NEW YORK (Reuters) – Apple (NASDAQ:)’s rally to a $3 trillion market valuation earlier this week has re-focused investors’ attention on the mammoth growth stocks that accounted for a large chunk of the S&P 500’s gain in 2021, and whether they can continue pushing the index higher in the new year.

Microsoft (NASDAQ:), Apple, Nvidia (NASDAQ:), Alphabet (NASDAQ:), and Tesla (NASDAQ:) accounted for nearly a third of the S&P 500’s total return last year, according to data from UBS Global Wealth Management. That’s more than double the average contributed by the index’s five largest gainers since 1985, the bank said. This year, the index returned 28.7% including dividends.

The explosive growth delivered by giant, tech-focused names has helped fuel the S&P’s meteoric rise over the past decade. Investors are concerned that big tech stocks could struggle to deliver big gains in 2018, due to stretched valuations and expectations of higher Treasury yields.

At 27.9, the forward price-to-earnings ratio of the S&P 500 tech sector is near its highest level since 2004, and well above the 21.3 of the broad market, according to Yardeni Research. Nvidia trades for 56x forward earnings while Tesla (part of the consumer discretionary) trades for 119x forward earnings.
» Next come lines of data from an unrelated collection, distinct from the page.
//! `$name = value` and indexed writes.

use super::{Evaluator, Flow};
use crate::context::Context;
use css_tree::list::{read, splice};
use css_tree::value::perform;
use css_tree::{AssignOp, EvalError, EvalResult, Node, NodeKind};
use futures::FutureExt as _;
use futures::future::LocalBoxFuture;

impl Evaluator<'_> {
    /// The value is evaluated before the target.
    pub async fn assignment(
        &mut self,
        op: AssignOp,
        target: Node,
        value: Node,
        cx: &Context,
    ) -> EvalResult<Flow> {
        let value = self.expression(value, cx).await?;
        self.assign(target, op, value, cx).await?;
        Ok(Flow::Rules(Vec::new()))
    }

    /// Indexed writes rebuild the container and assign it back to its own target.
    fn assign<'visit>(
        &'visit mut self,
        target: Node,
        op: AssignOp,
        value: Node,
        cx: &'visit Context,
    ) -> LocalBoxFuture<'visit, EvalResult<()>> {
        async move {
            let Node { kind, loc, .. } = target;
            match kind {
                NodeKind::Variable(name) => {
                    match op {
                        AssignOp::Assign => self.scope.define(&name, value),
                        AssignOp::AssignIfUnbound => {
                            if !self.scope.is_bound(&name) {
                                self.scope.define(&name, value);
                            }
                        }
                        AssignOp::Compound(operator) => {
                            let Some(current) = self.scope.resolve(&name) else {
                                let unbound = Node::variable(&name, loc);
                                return Err(EvalError::undefined(&name, &unbound));
                            };
                            let result = perform(operator, &current, &value)?;
                            self.scope.define(&name, result);
                        }
                    }
                    Ok(())
                }
                NodeKind::Member { object, index } => {
                    let container = self.expression((*object).clone(), cx).await?;
                    let index = self.unexpanded(*index, cx).await?;
                    let op = match op {
                        AssignOp::AssignIfUnbound => {
                            if read(&container, &index)?.kind != NodeKind::Null {
                                return Ok(());
                            }
                            AssignOp::Assign
                        }
                        other => other,
                    };
                    let updated = splice(&container, &index, op, value)?;
                    self.assign(*object, AssignOp::Assign, updated, cx).await
                }
                other => {
                    let target = Node::new(other, loc);
                    Err(EvalError::structure(
                        format!("cannot assign to {}", target.type_name()),
                        &target.loc,
                    ))
                }
            }
        }
        .boxed_local()
    }
}
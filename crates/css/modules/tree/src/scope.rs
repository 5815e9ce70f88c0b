//! Lexical scope chain.
//!
//! Frames are linked from innermost to outermost and shared by reference, so
//! capturing a closure is a pointer copy. A push made through one handle never
//! shows up in another handle, while bindings written into a shared frame are
//! visible through every handle that reaches it.

use crate::node::Node;
use core::cell::RefCell;
use core::fmt;
use std::collections::HashMap;
use std::rc::Rc;

/// Bindings of one block. Variables, functions and mixins share the namespace.
pub type Frame = HashMap<String, Node>;

struct Link {
    frame: RefCell<Frame>,
    parent: Option<Rc<Link>>,
}

#[derive(Clone, Default)]
pub struct Scope {
    head: Option<Rc<Link>>,
}

impl Scope {
    /// Build a chain from frames listed outermost first.
    pub fn new(frames: Vec<Frame>) -> Self {
        let mut scope = Self::default();
        for frame in frames {
            scope.push_frame(frame);
        }
        scope
    }

    pub fn push(&mut self) {
        self.push_frame(Frame::new());
    }

    fn push_frame(&mut self, frame: Frame) {
        let parent = self.head.take();
        self.head = Some(Rc::new(Link {
            frame: RefCell::new(frame),
            parent,
        }));
    }

    pub fn pop(&mut self) {
        if let Some(link) = self.head.take() {
            self.head.clone_from(&link.parent);
        }
    }

    /// Bind `name` in the innermost frame.
    pub fn define(&self, name: &str, value: Node) {
        if let Some(link) = &self.head {
            link.frame.borrow_mut().insert(name.to_owned(), value);
        }
    }

    /// Nearest binding of `name`, walking outward.
    pub fn resolve(&self, name: &str) -> Option<Node> {
        let mut current = self.head.as_ref();
        while let Some(link) = current {
            if let Some(value) = link.frame.borrow().get(name) {
                return Some(value.clone());
            }
            current = link.parent.as_ref();
        }
        None
    }

    pub fn is_bound(&self, name: &str) -> bool {
        self.resolve(name).is_some()
    }

    pub fn depth(&self) -> usize {
        let mut depth = 0_usize;
        let mut current = self.head.as_ref();
        while let Some(link) = current {
            depth = depth.saturating_add(1);
            current = link.parent.as_ref();
        }
        depth
    }
}

impl fmt::Debug for Scope {
    fn fmt(&self, formatter: &mut fmt::Formatter<'_>) -> fmt::Result {
        formatter
            .debug_struct("Scope")
            .field("depth", &self.depth())
            .finish()
    }
}

#[cfg(test)]
mod tests {
    use super::*;
    use crate::node::Loc;

    fn number(value: f64) -> Node {
        Node::number(value, Loc::default())
    }

    #[test]
    fn inner_definitions_shadow_and_pop() {
        let mut scope = Scope::new(vec![Frame::new()]);
        scope.define("x", number(1.0));
        scope.push();
        scope.define("x", number(2.0));
        assert_eq!(scope.resolve("x"), Some(number(2.0)));
        scope.pop();
        assert_eq!(scope.resolve("x"), Some(number(1.0)));
    }

    #[test]
    fn captured_chain_ignores_later_pushes_but_sees_shared_frames() {
        let mut scope = Scope::new(vec![Frame::new()]);
        let captured = scope.clone();
        scope.push();
        scope.define("local", number(1.0));
        assert!(!captured.is_bound("local"));

        scope.pop();
        scope.define("global", number(3.0));
        assert_eq!(captured.resolve("global"), Some(number(3.0)));
        assert_eq!(captured.depth(), 1);
    }

    #[test]
    fn unknown_names_resolve_to_none() {
        let scope = Scope::new(vec![Frame::new(), Frame::new()]);
        assert!(scope.resolve("missing").is_none());
        assert_eq!(scope.depth(), 2);
    }
}
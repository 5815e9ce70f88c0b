//! Stylesheet evaluation pipeline.
//!
//! A parsed stylesheet goes through three passes:
//! - the evaluator runs variables, control flow, functions, imports and selector nesting
//! - the reevaluator applies `@extend` and mixin-by-selector against the whole tree
//! - the normalizer flattens nesting into plain CSS and drops empty blocks
//!
//! Parsing and loading are supplied by the caller through [`SourceParser`] and
//! [`Loader`]. Evaluation is single-threaded and suspends only while loading.

mod context;
mod evaluator;
mod loader;
mod normalizer;
mod reevaluator;
mod resolver;

use anyhow::Error;
use css_syntax::{ParseOptions, Parsed, SourceParser, StartRule};
use css_tree::{ErrorKind, EvalError, EvalResult, Loc, Node, NodeKind, Options};
use evaluator::Evaluator;
use log::debug;
use normalizer::normalize;
use reevaluator::reevaluate;

pub use loader::{FsLoader, Loader};
pub use resolver::{Resolver, SourceFile};

/// One compilation: options plus the parser and loader it runs with.
pub struct Pipeline<'pipe> {
    options: Options,
    parser: &'pipe dyn SourceParser,
    loader: &'pipe dyn Loader,
}

impl<'pipe> Pipeline<'pipe> {
    #[inline]
    pub fn new(
        options: Options,
        parser: &'pipe dyn SourceParser,
        loader: &'pipe dyn Loader,
    ) -> Self {
        Self {
            options,
            parser,
            loader,
        }
    }

    /// Evaluate, reevaluate and normalize a `Stylesheet` node.
    ///
    /// # Errors
    /// Returns the first evaluation failure. Nothing is emitted on error.
    pub async fn evaluate(&mut self, stylesheet: Node) -> EvalResult<Node> {
        let Node { kind, loc, .. } = stylesheet;
        let NodeKind::Stylesheet(rules) = kind else {
            return Err(EvalError::structure("expected a stylesheet", &loc));
        };
        debug!("evaluating {}", self.options.filename.display());

        let mut rules = Evaluator::new(&mut self.options, self.parser, self.loader)
            .evaluate(rules)
            .await?;
        reevaluate(&mut rules)?;
        let rules = normalize(rules)?;
        Ok(Node::new(NodeKind::Stylesheet(rules), loc))
    }

    /// Parse `source` as the root file, then evaluate it.
    ///
    /// # Errors
    /// Parse failures, then anything [`Self::evaluate`] reports.
    pub async fn evaluate_source(&mut self, source: &str) -> EvalResult<Node> {
        let filename = self.options.filename.to_string_lossy().into_owned();
        let loc = Loc::new(&filename, 1, 1);
        let options = ParseOptions::new(&filename, StartRule::Stylesheet);
        let Parsed::Stylesheet(rules) = self.parser.parse(source, &options)? else {
            return Err(EvalError::new(
                ErrorKind::Parse,
                format!("{filename} did not parse as a stylesheet"),
                &loc,
            ));
        };
        self.evaluate(Node::new(NodeKind::Stylesheet(rules), loc)).await
    }

    /// Load the root file through the loader, then evaluate it.
    ///
    /// # Errors
    /// `Io` when the root file cannot be read, then anything
    /// [`Self::evaluate_source`] reports.
    pub async fn evaluate_file(&mut self) -> EvalResult<Node> {
        let path = self.options.filename.clone();
        let source = self.loader.load(&path).await.map_err(|error| {
            let loc = Loc::new(&path.to_string_lossy(), 1, 1);
            let message = format!("cannot read {}: {error}", path.display());
            EvalError::new(ErrorKind::Io, message, &loc).with_source(Error::new(error))
        })?;
        self.evaluate_source(&source).await
    }

    /// Options as updated by the last evaluation, including loaded imports.
    #[inline]
    pub const fn options(&self) -> &Options {
        &self.options
    }

    #[inline]
    pub fn into_options(self) -> Options {
        self.options
    }
}
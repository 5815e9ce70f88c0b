//! Ancestor state threaded through the evaluator.
//!
//! A [`Context`] is never mutated in place. Nested visits derive a new one
//! and the caller's copy is what remains when the visit returns.

use css_tree::{MediaQueryList, SelectorList};
use std::rc::Rc;

/// What kind of call body is being evaluated.
#[derive(Clone, Copy, Debug, Default, PartialEq, Eq)]
pub enum CallKind {
    #[default]
    None,
    Function,
    Mixin,
}

#[derive(Clone, Debug, Default)]
pub struct Context {
    /// Joined selectors of the enclosing ruleset.
    pub selectors: Option<Rc<SelectorList>>,
    /// Joined queries of the enclosing media block.
    pub media: Option<Rc<MediaQueryList>>,
    /// Accumulated `@module` name and separator prepended to class selectors.
    pub module_prefix: String,
    /// Directly inside a `@module` body, with no ruleset in between.
    pub module_root: bool,
    pub in_void: bool,
    pub call: CallKind,
    /// Inside `calc()` arguments: operands are evaluated, arithmetic is not folded.
    pub retain_arithmetic: bool,
}

impl Context {
    pub fn with_selectors(&self, selectors: SelectorList) -> Self {
        Self {
            selectors: Some(Rc::new(selectors)),
            module_root: false,
            ..self.clone()
        }
    }

    pub fn with_media(&self, media: MediaQueryList) -> Self {
        Self {
            media: Some(Rc::new(media)),
            ..self.clone()
        }
    }

    pub fn with_module_prefix(&self, module_prefix: String) -> Self {
        Self {
            module_prefix,
            module_root: true,
            ..self.clone()
        }
    }

    pub fn voided(&self) -> Self {
        Self {
            in_void: true,
            ..self.clone()
        }
    }

    pub fn calling(&self, call: CallKind) -> Self {
        Self {
            call,
            retain_arithmetic: false,
            ..self.clone()
        }
    }

    pub fn retaining(&self) -> Self {
        Self {
            retain_arithmetic: true,
            ..self.clone()
        }
    }

    /// Same ancestors with arithmetic folded again.
    pub fn folding(&self) -> Self {
        Self {
            retain_arithmetic: false,
            ..self.clone()
        }
    }
}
High valuations might make these stocks less susceptible to higher yields. However, the Fed expects to increase rates several times this fiscal year. Saira MALIK, chief investment officer global equity at Nuveen, stated that such stock could be vulnerable.

“The large returns to tech we’ve witnessed in the last year are based in part in supportive monetary policy, which we won’t have in 2022,” she stated.

This was the often fraught relationship between higher yields which could threaten companies’ future earning and technology stocks. Tuesday saw bets on U.S. economy strength fuelling a rise Treasury yields. Tech stocks were weighed down by this, as well as shares of banks, energy companies and industrials.

On Wednesday, tech stocks had another difficult day with the Index falling 0.7%.

Malik has positions in large tech stocks, such as Amazon.com Inc. (NASDAQ:), and she is also investing in energy companies. Pioneer Natural Resources (NYSE:) Co. She expects that the rising demand for jetfuel will benefit her company as both business and leisure travel rebound.

Malik stated that he expects to see greater dispersion as the market returns increase and Covid variants have a less effect on mobility.

Scott Wren is a senior global market strategist and said that increasing concerns about the Omicron wave’s severity could reduce demand for tech stocks. Wells Fargo Investment Institute.

Their earnings are not as sensitive to economic fluctuations so tech stocks often act as a refuge for investors in COVID-19 fears. However, many of these companies have also been able to benefit from the trend towards staying at home over the past two decades.

Wren believes technology stocks will continue to grow at the same pace as the market. But Wren also thinks industrial stocks should outperform the US’s infrastructure spending.

UBS, however, stated Tuesday that large technology companies are no longer as appealing as small companies who do not concentrate on customers.

We no longer see [mega-caps]As the place where you can get high returns on your investment in tech, this is the right spot. Their report stated that they expect cybersecurity, artificial intelligence and big data to bring more value.

Earnings for the S&P 500 information technology sector are expected to have climbed 15.9% for the fourth quarter versus a 22.3% rise for the S&P 500 overall, according to Refinitiv IBES.

According to Jack Janasiewicz (a portfolio manager at Natixis Investment Managers), recent declines in technology stocks of high value suggest that investors are now concentrating on businesses with the potential to pass rising prices on to consumers, as the economy continues its recovery from the coronavirus epidemic.

Recently, he increased his excesses in cyclical industries like financials and homebuilders.

He stated that “we think we have passed the point where people would be willing to place money on tech names simply because they are technology”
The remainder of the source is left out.